- Shippon Location within Oxfordshire
- OS grid reference: SU4898
- Civil parish: St Helen Without;
- District: Vale of White Horse;
- Shire county: Oxfordshire;
- Region: South East;
- Country: England
- Sovereign state: United Kingdom
- Post town: Abingdon
- Postcode district: OX13
- Dialling code: 01235
- Police: Thames Valley
- Fire: Oxfordshire
- Ambulance: South Central
- UK Parliament: Oxford West and Abingdon;

= Shippon =

Village in Oxfordshire, England

Shippon is a village in Oxfordshire, England, 1 mile west of Abingdon. It is the largest village in the civil parish of St. Helen Without, in Vale of White Horse District. It was in Berkshire until it was transferred to Oxfordshire in 1974. The Dalton Barracks are located in the village.
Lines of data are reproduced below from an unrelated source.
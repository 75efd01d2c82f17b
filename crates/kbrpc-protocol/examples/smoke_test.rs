//! End-to-end smoke test for the generated service surface.
//! Starts an in-process TCP server with stub service implementations,
//! connects a client, and exercises one call of each kind.
//!
//! Usage: cargo run --example smoke_test

use std::sync::{Arc, Mutex};
use std::time::Duration;

use async_trait::async_trait;
use kbrpc::error::RpcError;
use kbrpc::protocol::ProtocolRegistry;
use kbrpc::server::serve_with_shutdown;
use kbrpc::RpcClient;
use tokio::sync::{mpsc, watch};

use kbrpc_protocol::common::User;
use kbrpc_protocol::config::{self, ConfigClient, ConfigInterface};
use kbrpc_protocol::constants::constants_protocol;
use kbrpc_protocol::ctl::{self, CtlClient, CtlInterface, ExitCode};
use kbrpc_protocol::kbfs::{self, FsActivityArg, FsNotification, NotifyFsClient, NotifyFsInterface};

fn unimplemented_here(method: &str) -> RpcError {
    RpcError::remote(218, "SC_GENERIC", method)
}

struct SmokeConfig;

#[async_trait]
impl ConfigInterface for SmokeConfig {
    async fn get_current_status(
        &self,
        _arg: config::GetCurrentStatusArg,
    ) -> Result<config::GetCurrentStatusRes, RpcError> {
        Ok(config::GetCurrentStatusRes {
            configured: true,
            registered: true,
            logged_in: true,
            user: Some(User {
                uid: "19fe49e9bc3a369a09d1cbd6f3a743bb".into(),
                username: "alice".to_owned(),
            }),
        })
    }

    async fn get_extended_status(
        &self,
        _arg: config::GetExtendedStatusArg,
    ) -> Result<config::ExtendedStatus, RpcError> {
        Err(unimplemented_here("getExtendedStatus"))
    }

    async fn get_config(&self, _arg: config::GetConfigArg) -> Result<config::Config, RpcError> {
        Err(unimplemented_here("getConfig"))
    }

    async fn set_user_config(&self, _arg: config::SetUserConfigArg) -> Result<(), RpcError> {
        Err(unimplemented_here("setUserConfig"))
    }

    async fn set_path(&self, _arg: config::SetPathArg) -> Result<(), RpcError> {
        Err(unimplemented_here("setPath"))
    }

    async fn hello_i_am(&self, _arg: config::HelloIAmArg) -> Result<(), RpcError> {
        Ok(())
    }
}

#[derive(Default)]
struct SmokeCtl {
    last_exit: Mutex<Option<ExitCode>>,
}

#[async_trait]
impl CtlInterface for SmokeCtl {
    async fn stop(&self, arg: ctl::StopArg) -> Result<(), RpcError> {
        *self.last_exit.lock().unwrap() = Some(arg.exit_code);
        Ok(())
    }

    async fn log_rotate(&self, _arg: ctl::LogRotateArg) -> Result<(), RpcError> {
        Ok(())
    }

    async fn reload(&self, _arg: ctl::ReloadArg) -> Result<(), RpcError> {
        Ok(())
    }

    async fn db_nuke(&self, _arg: ctl::DbNukeArg) -> Result<(), RpcError> {
        Err(unimplemented_here("dbNuke"))
    }
}

struct SmokeNotifySink {
    tx: mpsc::Sender<FsNotification>,
}

#[async_trait]
impl NotifyFsInterface for SmokeNotifySink {
    async fn fs_activity(&self, arg: FsActivityArg) -> Result<(), RpcError> {
        let _ = self.tx.send(arg.notification).await;
        Ok(())
    }
}

fn pass(name: &str) {
    eprintln!("  \x1b[32m✓\x1b[0m {name}");
}

fn fail(name: &str, msg: &str) -> ! {
    eprintln!("  \x1b[31m✗\x1b[0m {name}: {msg}");
    std::process::exit(1);
}

#[tokio::main]
async fn main() {
    eprintln!("\n\x1b[1m=== kbrpc Smoke Test ===\x1b[0m\n");

    let (notify_tx, mut notify_rx) = mpsc::channel(8);
    let smoke_ctl = Arc::new(SmokeCtl::default());

    let mut registry = ProtocolRegistry::new();
    registry
        .register(config::config_protocol(Arc::new(SmokeConfig)))
        .unwrap();
    registry
        .register(ctl::ctl_protocol(Arc::clone(&smoke_ctl) as Arc<dyn CtlInterface>))
        .unwrap();
    registry
        .register(kbfs::notify_fs_protocol(Arc::new(SmokeNotifySink {
            tx: notify_tx,
        })))
        .unwrap();
    registry.register(constants_protocol()).unwrap();

    let listener = tokio::net::TcpListener::bind("127.0.0.1:0").await.unwrap();
    let addr = listener.local_addr().unwrap();
    let (shutdown_tx, _) = watch::channel(());
    let server = tokio::spawn(serve_with_shutdown(
        listener,
        Arc::new(registry),
        shutdown_tx.clone(),
    ));
    eprintln!("server listening on {addr}\n");

    let stream = tokio::net::TcpStream::connect(addr).await.unwrap();
    let client = Arc::new(RpcClient::new(stream));

    // ── Test 1: plain call ──
    eprintln!("\x1b[1m[1/4] config.getCurrentStatus\x1b[0m");
    let configs = ConfigClient {
        cli: Arc::clone(&client),
    };
    let status = configs
        .get_current_status(config::GetCurrentStatusArg { session_id: 0 })
        .await
        .unwrap();
    match status.user {
        Some(user) if status.logged_in => pass(&format!("logged in as {}", user.username)),
        _ => fail("getCurrentStatus", "expected a logged-in user"),
    }

    // ── Test 2: fire-and-forget notify ──
    eprintln!("\x1b[1m[2/4] NotifyFS.FSActivity\x1b[0m");
    let notify = NotifyFsClient {
        cli: Arc::clone(&client),
    };
    notify
        .fs_activity(FsActivityArg {
            notification: FsNotification {
                filename: "/keybase/private/alice/notes.txt".to_owned(),
                status: "encrypting".to_owned(),
                ..FsNotification::default()
            },
        })
        .await
        .unwrap();
    match tokio::time::timeout(Duration::from_secs(5), notify_rx.recv()).await {
        Ok(Some(delivered)) => pass(&format!("notification delivered: {}", delivered.filename)),
        _ => fail("FSActivity", "notification never reached the sink"),
    }

    // ── Test 3: remote error pass-through ──
    eprintln!("\x1b[1m[3/4] unknown method\x1b[0m");
    let err = configs
        .get_config(config::GetConfigArg { session_id: 0 })
        .await
        .unwrap_err();
    match err {
        RpcError::Remote { code: 218, name, .. } if name == "SC_GENERIC" => {
            pass("stub error surfaced as a remote status");
        }
        other => fail("remote error", &format!("unexpected error: {other}")),
    }

    // ── Test 4: ctl.stop and graceful shutdown ──
    eprintln!("\x1b[1m[4/4] ctl.stop + shutdown\x1b[0m");
    let ctls = CtlClient {
        cli: Arc::clone(&client),
    };
    ctls.stop(ctl::StopArg {
        session_id: 0,
        exit_code: ExitCode::Restart,
    })
    .await
    .unwrap();
    match *smoke_ctl.last_exit.lock().unwrap() {
        Some(ExitCode::Restart) => pass("exit code delivered to the service"),
        other => fail("ctl.stop", &format!("expected Restart, got {other:?}")),
    }

    shutdown_tx.send(()).unwrap();
    match tokio::time::timeout(Duration::from_secs(5), server).await {
        Ok(Ok(Ok(()))) => pass("server drained and shut down"),
        _ => fail("shutdown", "server did not drain in time"),
    }

    eprintln!("\n\x1b[1;32m=== All smoke tests passed! ===\x1b[0m\n");
}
The name was recorded in the Domesday Book as Scipene, meaning "cattle-shed". It was a manor in the large parish of St Helen's, Abingdon, and was held by Abingdon Abbey until the Dissolution in 1538. It was then acquired by the Duchy of Cornwall, which still owns it.
Shippon became a separate ecclesiastical parish in 1865. The parish church of St Mary Magdalene was built in 1855 to a design of Gilbert Scott.